◆ Exercise
With no line omitted, restate the records below exactly as they appear.

(Items from a data source)

────────────────

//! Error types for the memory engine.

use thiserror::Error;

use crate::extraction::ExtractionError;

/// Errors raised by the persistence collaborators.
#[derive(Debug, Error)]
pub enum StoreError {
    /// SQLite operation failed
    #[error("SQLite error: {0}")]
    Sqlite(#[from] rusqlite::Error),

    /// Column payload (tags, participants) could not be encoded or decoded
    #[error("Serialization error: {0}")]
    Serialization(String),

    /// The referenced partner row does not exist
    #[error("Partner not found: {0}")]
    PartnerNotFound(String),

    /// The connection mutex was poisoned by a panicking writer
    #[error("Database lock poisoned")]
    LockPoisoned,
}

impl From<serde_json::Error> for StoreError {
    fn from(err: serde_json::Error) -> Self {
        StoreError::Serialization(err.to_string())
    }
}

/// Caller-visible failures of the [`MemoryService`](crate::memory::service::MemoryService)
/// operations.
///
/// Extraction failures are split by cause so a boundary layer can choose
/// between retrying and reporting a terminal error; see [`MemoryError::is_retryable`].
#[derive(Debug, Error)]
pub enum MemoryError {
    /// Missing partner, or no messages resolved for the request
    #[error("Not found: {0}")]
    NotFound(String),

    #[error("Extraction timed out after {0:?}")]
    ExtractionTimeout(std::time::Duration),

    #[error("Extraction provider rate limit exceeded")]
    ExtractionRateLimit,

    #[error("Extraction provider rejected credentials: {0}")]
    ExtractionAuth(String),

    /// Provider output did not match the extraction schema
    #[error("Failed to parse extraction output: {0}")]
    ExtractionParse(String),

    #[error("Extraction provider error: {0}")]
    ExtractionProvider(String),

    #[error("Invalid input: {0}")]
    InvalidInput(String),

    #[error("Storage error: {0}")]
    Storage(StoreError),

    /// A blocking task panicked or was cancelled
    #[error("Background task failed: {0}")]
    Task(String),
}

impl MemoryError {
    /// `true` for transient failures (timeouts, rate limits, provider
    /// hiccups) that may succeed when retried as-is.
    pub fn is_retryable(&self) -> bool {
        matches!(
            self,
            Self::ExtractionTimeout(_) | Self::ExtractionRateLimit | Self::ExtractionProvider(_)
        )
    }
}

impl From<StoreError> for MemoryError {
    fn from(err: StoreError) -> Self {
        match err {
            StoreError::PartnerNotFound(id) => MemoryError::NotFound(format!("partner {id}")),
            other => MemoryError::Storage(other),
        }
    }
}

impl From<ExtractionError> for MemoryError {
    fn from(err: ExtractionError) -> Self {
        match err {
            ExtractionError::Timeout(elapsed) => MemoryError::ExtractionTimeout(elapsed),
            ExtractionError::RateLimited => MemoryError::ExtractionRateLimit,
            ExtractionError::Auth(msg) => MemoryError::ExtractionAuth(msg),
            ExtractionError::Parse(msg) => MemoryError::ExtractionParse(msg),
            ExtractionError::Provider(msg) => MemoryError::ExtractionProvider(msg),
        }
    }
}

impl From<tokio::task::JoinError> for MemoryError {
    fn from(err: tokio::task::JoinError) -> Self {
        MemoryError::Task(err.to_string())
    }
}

────────────────

◆ Expected answer
//! Error types for the memory engine.

use thiserror::Error;

use crate::extraction::ExtractionError;

/// Errors raised by the persistence collaborators.
#[derive(Debug, Error)]
pub enum StoreError {
    /// SQLite operation failed
    #[error("SQLite error: {0}")]
    Sqlite(#[from] rusqlite::Error),

    /// Column payload (tags, participants) could not be encoded or decoded
    #[error("Serialization error: {0}")]
    Serialization(String),

    /// The referenced partner row does not exist
    #[error("Partner not found: {0}")]
    PartnerNotFound(String),

    /// The connection mutex was poisoned by a panicking writer
    #[error("Database lock poisoned")]
    LockPoisoned,
}

impl From<serde_json::Error> for StoreError {
    fn from(err: serde_json::Error) -> Self {
        StoreError::Serialization(err.to_string())
    }
}

/// Caller-visible failures of the [`MemoryService`](crate::memory::service::MemoryService)
/// operations.
///
/// Extraction failures are split by cause so a boundary layer can choose
/// between retrying and reporting a terminal error; see [`MemoryError::is_retryable`].
#[derive(Debug, Error)]
pub enum MemoryError {
    /// Missing partner, or no messages resolved for the request
    #[error("Not found: {0}")]
    NotFound(String),

    #[error("Extraction timed out after {0:?}")]
    ExtractionTimeout(std::time::Duration),

    #[error("Extraction provider rate limit exceeded")]
    ExtractionRateLimit,

    #[error("Extraction provider rejected credentials: {0}")]
    ExtractionAuth(String),

    /// Provider output did not match the extraction schema
    #[error("Failed to parse extraction output: {0}")]
    ExtractionParse(String),

    #[error("Extraction provider error: {0}")]
    ExtractionProvider(String),

    #[error("Invalid input: {0}")]
    InvalidInput(String),

    #[error("Storage error: {0}")]
    Storage(StoreError),

    /// A blocking task panicked or was cancelled
    #[error("Background task failed: {0}")]
    Task(String),
}

impl MemoryError {
    /// `true` for transient failures (timeouts, rate limits, provider
    /// hiccups) that may succeed when retried as-is.
    pub fn is_retryable(&self) -> bool {
        matches!(
            self,
            Self::ExtractionTimeout(_) | Self::ExtractionRateLimit | Self::ExtractionProvider(_)
        )
    }
}

impl From<StoreError> for MemoryError {
    fn from(err: StoreError) -> Self {
        match err {
            StoreError::PartnerNotFound(id) => MemoryError::NotFound(format!("partner {id}")),
            other => MemoryError::Storage(other),
        }
    }
}

impl From<ExtractionError> for MemoryError {
    fn from(err: ExtractionError) -> Self {
        match err {
            ExtractionError::Timeout(elapsed) => MemoryError::ExtractionTimeout(elapsed),
            ExtractionError::RateLimited => MemoryError::ExtractionRateLimit,
            ExtractionError::Auth(msg) => MemoryError::ExtractionAuth(msg),
            ExtractionError::Parse(msg) => MemoryError::ExtractionParse(msg),
            ExtractionError::Provider(msg) => MemoryError::ExtractionProvider(msg),
        }
    }
}

impl From<tokio::task::JoinError> for MemoryError {
    fn from(err: tokio::task::JoinError) -> Self {
        MemoryError::Task(err.to_string())
    }
}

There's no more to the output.